● GOAL OF THE EXERCISE
All lines of the material should be given again exactly.

● DATA SUPPLIED
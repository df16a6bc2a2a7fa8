//! Rigid body handles
//!
//! A [`Rigidbody`] is the application's view of a body registered with a
//! [`CollisionEngine`](super::CollisionEngine): identity, type, shape, the
//! position/rotation sources the engine polls, an optional collision filter
//! and the callback that receives contact notifications.
//!
//! Handles are cheap to clone and single-threaded. Discarding a handle only
//! flips a flag; the engine retires the body during its next reap phase and
//! sends the remaining end-contact notifications. Dropping every handle to a
//! body retires it the same way.

use std::cell::RefCell;
use std::fmt;
use std::rc::{Rc, Weak};

use crate::foundation::math::{Quat, Vec3};
use crate::foundation::registry::{Ref, RefId};
use crate::foundation::variable::{constant, Integrated, SharedVar, Variable};

use super::body_type::BodyType;
use super::collision_layers::CollisionFilter;
use super::manifold::CollisionManifold;
use super::shape::Shape;

/// Receiver of contact notifications
pub trait CollisionCallback {
    /// `other` started touching the body this callback is attached to
    fn on_begin_contact(&self, other: &Rigidbody, manifold: &CollisionManifold);

    /// `other` stopped touching the body this callback is attached to
    fn on_end_contact(&self, other: &Rigidbody);
}

/// Velocity control for a body, typically backed by a dynamics solver
pub trait RigidbodyController {
    /// Current linear velocity
    fn linear_velocity(&self) -> Vec3;

    /// Replace the linear velocity
    fn set_linear_velocity(&self, velocity: Vec3);

    /// Apply an impulse through the center of mass
    fn apply_central_impulse(&self, impulse: Vec3);
}

/// Controller moving a body at constant velocity, with unit mass
///
/// Its [`position`](Self::position) source must be the one the body was
/// created with.
#[derive(Debug)]
pub struct KinematicController {
    position: Rc<Integrated>,
}

impl KinematicController {
    /// Start at `position` moving with `velocity` units per tick
    pub fn new(position: Vec3, velocity: Vec3) -> Self {
        Self {
            position: Rc::new(Integrated::new(position, velocity)),
        }
    }

    /// The integrated position source
    pub fn position(&self) -> SharedVar<Vec3> {
        self.position.clone()
    }

    /// Teleport the body
    pub fn set_position(&self, position: Vec3) {
        self.position.set_position(position);
    }
}

impl RigidbodyController for KinematicController {
    fn linear_velocity(&self) -> Vec3 {
        self.position.velocity()
    }

    fn set_linear_velocity(&self, velocity: Vec3) {
        self.position.set_velocity(velocity);
    }

    fn apply_central_impulse(&self, impulse: Vec3) {
        self.position.set_velocity(self.position.velocity() + impulse);
    }
}

/// Shared state behind a [`Rigidbody`] handle
pub struct RigidbodyStub {
    reference: Rc<Ref>,
    body_type: BodyType,
    shape: Shape,
    position: SharedVar<Vec3>,
    rotation: SharedVar<Quat>,
    collision_filter: Option<CollisionFilter>,
    callback: RefCell<Option<Rc<dyn CollisionCallback>>>,
    controller: RefCell<Option<Rc<dyn RigidbodyController>>>,
}

impl RigidbodyStub {
    pub(crate) fn new(
        reference: Rc<Ref>,
        body_type: BodyType,
        shape: Shape,
        position: SharedVar<Vec3>,
        rotation: SharedVar<Quat>,
        collision_filter: Option<CollisionFilter>,
    ) -> Self {
        Self {
            reference,
            body_type,
            shape,
            position,
            rotation,
            collision_filter,
            callback: RefCell::new(None),
            controller: RefCell::new(None),
        }
    }
}

/// Handle to a body registered with a collision engine
#[derive(Clone)]
pub struct Rigidbody(Rc<RigidbodyStub>);

impl Rigidbody {
    pub(crate) fn from_stub(stub: Rc<RigidbodyStub>) -> Self {
        Self(stub)
    }

    pub(crate) fn reference(&self) -> &Rc<Ref> {
        &self.0.reference
    }

    pub(crate) fn downgrade(&self) -> Weak<RigidbodyStub> {
        Rc::downgrade(&self.0)
    }

    /// Handle that belongs to no engine and never receives contacts
    pub fn detached(body_type: BodyType, shape: Shape, position: SharedVar<Vec3>) -> Self {
        Self(Rc::new(RigidbodyStub::new(
            Ref::detached(),
            body_type,
            shape,
            position,
            constant(Quat::identity()),
            None,
        )))
    }

    /// Stable id; [`RefId::NONE`] for detached handles
    pub fn id(&self) -> RefId {
        self.0.reference.id()
    }

    /// The body type
    pub fn body_type(&self) -> BodyType {
        self.0.body_type
    }

    /// The shape descriptor
    pub fn shape(&self) -> &Shape {
        &self.0.shape
    }

    /// The position source
    pub fn position(&self) -> &SharedVar<Vec3> {
        &self.0.position
    }

    /// The rotation source
    pub fn rotation(&self) -> &SharedVar<Quat> {
        &self.0.rotation
    }

    /// The collision filter, if any
    pub fn collision_filter(&self) -> Option<&CollisionFilter> {
        self.0.collision_filter.as_ref()
    }

    /// The attached collision callback
    pub fn collision_callback(&self) -> Option<Rc<dyn CollisionCallback>> {
        self.0.callback.borrow().clone()
    }

    /// Attach a collision callback, replacing any previous one
    pub fn set_collision_callback(&self, callback: Option<Rc<dyn CollisionCallback>>) {
        *self.0.callback.borrow_mut() = callback;
    }

    /// The attached controller
    pub fn controller(&self) -> Option<Rc<dyn RigidbodyController>> {
        self.0.controller.borrow().clone()
    }

    /// Attach a controller, replacing any previous one
    pub fn set_controller(&self, controller: Option<Rc<dyn RigidbodyController>>) {
        *self.0.controller.borrow_mut() = controller;
    }

    /// Linear velocity from the controller, zero without one
    pub fn linear_velocity(&self) -> Vec3 {
        self.controller()
            .map_or_else(Vec3::zeros, |controller| controller.linear_velocity())
    }

    /// Forward to the controller; ignored without one
    pub fn set_linear_velocity(&self, velocity: Vec3) {
        if let Some(controller) = self.controller() {
            controller.set_linear_velocity(velocity);
        }
    }

    /// Forward to the controller; ignored without one
    pub fn apply_central_impulse(&self, impulse: Vec3) {
        if let Some(controller) = self.controller() {
            controller.apply_central_impulse(impulse);
        }
    }

    /// Request removal; takes effect at the engine's next update
    pub fn discard(&self) {
        self.0.reference.discard();
    }

    /// Whether removal was requested
    pub fn is_discarded(&self) -> bool {
        self.0.reference.is_discarded()
    }

    /// Whether this handle belongs to no engine
    pub fn is_detached(&self) -> bool {
        self.id().is_none()
    }

    /// Whether both handles refer to the same body
    pub fn ptr_eq(&self, other: &Self) -> bool {
        Rc::ptr_eq(&self.0, &other.0)
    }

    /// Current position
    pub fn position_val(&self) -> Vec3 {
        self.0.position.val()
    }

    /// Deliver a begin-contact notification; contacts from pure sensors are
    /// dropped, a sensor with a rigid type is reported like any other body
    pub fn on_begin_contact(&self, other: &Self, manifold: &CollisionManifold) {
        if other.body_type().is_pure_sensor() {
            return;
        }
        // Clone out so the callback may replace itself
        if let Some(callback) = self.collision_callback() {
            callback.on_begin_contact(other, manifold);
        }
    }

    /// Deliver an end-contact notification; contacts from pure sensors are dropped
    pub fn on_end_contact(&self, other: &Self) {
        if other.body_type().is_pure_sensor() {
            return;
        }
        if let Some(callback) = self.collision_callback() {
            callback.on_end_contact(other);
        }
    }
}

impl fmt::Debug for Rigidbody {
    fn fmt(&self, f: &mut fmt::Formatter<'_>) -> fmt::Result {
        f.debug_struct("Rigidbody")
            .field("id", &self.id())
            .field("body_type", &self.body_type())
            .field("shape", &self.0.shape)
            .field("discarded", &self.is_discarded())
            .finish()
    }
}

● ANSWER FOR THIS EXERCISE
repository df16a6bc2a2a7fa8
//! Rigid body handles
//!
//! A [`Rigidbody`] is the application's view of a body registered with a
//! [`CollisionEngine`](super::CollisionEngine): identity, type, shape, the
//! position/rotation sources the engine polls, an optional collision filter
//! and the callback that receives contact notifications.
//!
//! Handles are cheap to clone and single-threaded. Discarding a handle only
//! flips a flag; the engine retires the body during its next reap phase and
//! sends the remaining end-contact notifications. Dropping every handle to a
//! body retires it the same way.

use std::cell::RefCell;
use std::fmt;
use std::rc::{Rc, Weak};

use crate::foundation::math::{Quat, Vec3};
use crate::foundation::registry::{Ref, RefId};
use crate::foundation::variable::{constant, Integrated, SharedVar, Variable};

use super::body_type::BodyType;
use super::collision_layers::CollisionFilter;
use super::manifold::CollisionManifold;
use super::shape::Shape;

/// Receiver of contact notifications
pub trait CollisionCallback {
    /// `other` started touching the body this callback is attached to
    fn on_begin_contact(&self, other: &Rigidbody, manifold: &CollisionManifold);

    /// `other` stopped touching the body this callback is attached to
    fn on_end_contact(&self, other: &Rigidbody);
}

/// Velocity control for a body, typically backed by a dynamics solver
pub trait RigidbodyController {
    /// Current linear velocity
    fn linear_velocity(&self) -> Vec3;

    /// Replace the linear velocity
    fn set_linear_velocity(&self, velocity: Vec3);

    /// Apply an impulse through the center of mass
    fn apply_central_impulse(&self, impulse: Vec3);
}

/// Controller moving a body at constant velocity, with unit mass
///
/// Its [`position`](Self::position) source must be the one the body was
/// created with.
#[derive(Debug)]
pub struct KinematicController {
    position: Rc<Integrated>,
}

impl KinematicController {
    /// Start at `position` moving with `velocity` units per tick
    pub fn new(position: Vec3, velocity: Vec3) -> Self {
        Self {
            position: Rc::new(Integrated::new(position, velocity)),
        }
    }

    /// The integrated position source
    pub fn position(&self) -> SharedVar<Vec3> {
        self.position.clone()
    }

    /// Teleport the body
    pub fn set_position(&self, position: Vec3) {
        self.position.set_position(position);
    }
}

impl RigidbodyController for KinematicController {
    fn linear_velocity(&self) -> Vec3 {
        self.position.velocity()
    }

    fn set_linear_velocity(&self, velocity: Vec3) {
        self.position.set_velocity(velocity);
    }

    fn apply_central_impulse(&self, impulse: Vec3) {
        self.position.set_velocity(self.position.velocity() + impulse);
    }
}

/// Shared state behind a [`Rigidbody`] handle
pub struct RigidbodyStub {
    reference: Rc<Ref>,
    body_type: BodyType,
    shape: Shape,
    position: SharedVar<Vec3>,
    rotation: SharedVar<Quat>,
    collision_filter: Option<CollisionFilter>,
    callback: RefCell<Option<Rc<dyn CollisionCallback>>>,
    controller: RefCell<Option<Rc<dyn RigidbodyController>>>,
}

impl RigidbodyStub {
    pub(crate) fn new(
        reference: Rc<Ref>,
        body_type: BodyType,
        shape: Shape,
        position: SharedVar<Vec3>,
        rotation: SharedVar<Quat>,
        collision_filter: Option<CollisionFilter>,
    ) -> Self {
        Self {
            reference,
            body_type,
            shape,
            position,
            rotation,
            collision_filter,
            callback: RefCell::new(None),
            controller: RefCell::new(None),
        }
    }
}

/// Handle to a body registered with a collision engine
#[derive(Clone)]
pub struct Rigidbody(Rc<RigidbodyStub>);

impl Rigidbody {
    pub(crate) fn from_stub(stub: Rc<RigidbodyStub>) -> Self {
        Self(stub)
    }

    pub(crate) fn reference(&self) -> &Rc<Ref> {
        &self.0.reference
    }

    pub(crate) fn downgrade(&self) -> Weak<RigidbodyStub> {
        Rc::downgrade(&self.0)
    }

    /// Handle that belongs to no engine and never receives contacts
    pub fn detached(body_type: BodyType, shape: Shape, position: SharedVar<Vec3>) -> Self {
        Self(Rc::new(RigidbodyStub::new(
            Ref::detached(),
            body_type,
            shape,
            position,
            constant(Quat::identity()),
            None,
        )))
    }

    /// Stable id; [`RefId::NONE`] for detached handles
    pub fn id(&self) -> RefId {
        self.0.reference.id()
    }

    /// The body type
    pub fn body_type(&self) -> BodyType {
        self.0.body_type
    }

    /// The shape descriptor
    pub fn shape(&self) -> &Shape {
        &self.0.shape
    }

    /// The position source
    pub fn position(&self) -> &SharedVar<Vec3> {
        &self.0.position
    }

    /// The rotation source
    pub fn rotation(&self) -> &SharedVar<Quat> {
        &self.0.rotation
    }

    /// The collision filter, if any
    pub fn collision_filter(&self) -> Option<&CollisionFilter> {
        self.0.collision_filter.as_ref()
    }

    /// The attached collision callback
    pub fn collision_callback(&self) -> Option<Rc<dyn CollisionCallback>> {
        self.0.callback.borrow().clone()
    }

    /// Attach a collision callback, replacing any previous one
    pub fn set_collision_callback(&self, callback: Option<Rc<dyn CollisionCallback>>) {
        *self.0.callback.borrow_mut() = callback;
    }

    /// The attached controller
    pub fn controller(&self) -> Option<Rc<dyn RigidbodyController>> {
        self.0.controller.borrow().clone()
    }

    /// Attach a controller, replacing any previous one
    pub fn set_controller(&self, controller: Option<Rc<dyn RigidbodyController>>) {
        *self.0.controller.borrow_mut() = controller;
    }

    /// Linear velocity from the controller, zero without one
    pub fn linear_velocity(&self) -> Vec3 {
        self.controller()
            .map_or_else(Vec3::zeros, |controller| controller.linear_velocity())
    }

    /// Forward to the controller; ignored without one
    pub fn set_linear_velocity(&self, velocity: Vec3) {
        if let Some(controller) = self.controller() {
            controller.set_linear_velocity(velocity);
        }
    }

    /// Forward to the controller; ignored without one
    pub fn apply_central_impulse(&self, impulse: Vec3) {
        if let Some(controller) = self.controller() {
            controller.apply_central_impulse(impulse);
        }
    }

    /// Request removal; takes effect at the engine's next update
    pub fn discard(&self) {
        self.0.reference.discard();
    }

    /// Whether removal was requested
    pub fn is_discarded(&self) -> bool {
        self.0.reference.is_discarded()
    }

    /// Whether this handle belongs to no engine
    pub fn is_detached(&self) -> bool {
        self.id().is_none()
    }

    /// Whether both handles refer to the same body
    pub fn ptr_eq(&self, other: &Self) -> bool {
        Rc::ptr_eq(&self.0, &other.0)
    }

    /// Current position
    pub fn position_val(&self) -> Vec3 {
        self.0.position.val()
    }

    /// Deliver a begin-contact notification; contacts from pure sensors are
    /// dropped, a sensor with a rigid type is reported like any other body
    pub fn on_begin_contact(&self, other: &Self, manifold: &CollisionManifold) {
        if other.body_type().is_pure_sensor() {
            return;
        }
        // Clone out so the callback may replace itself
        if let Some(callback) = self.collision_callback() {
            callback.on_begin_contact(other, manifold);
        }
    }

    /// Deliver an end-contact notification; contacts from pure sensors are dropped
    pub fn on_end_contact(&self, other: &Self) {
        if other.body_type().is_pure_sensor() {
            return;
        }
        if let Some(callback) = self.collision_callback() {
            callback.on_end_contact(other);
        }
    }
}

impl fmt::Debug for Rigidbody {
    fn fmt(&self, f: &mut fmt::Formatter<'_>) -> fmt::Result {
        f.debug_struct("Rigidbody")
            .field("id", &self.id())
            .field("body_type", &self.body_type())
            .field("shape", &self.0.shape)
            .field("discarded", &self.is_discarded())
            .finish()
    }
}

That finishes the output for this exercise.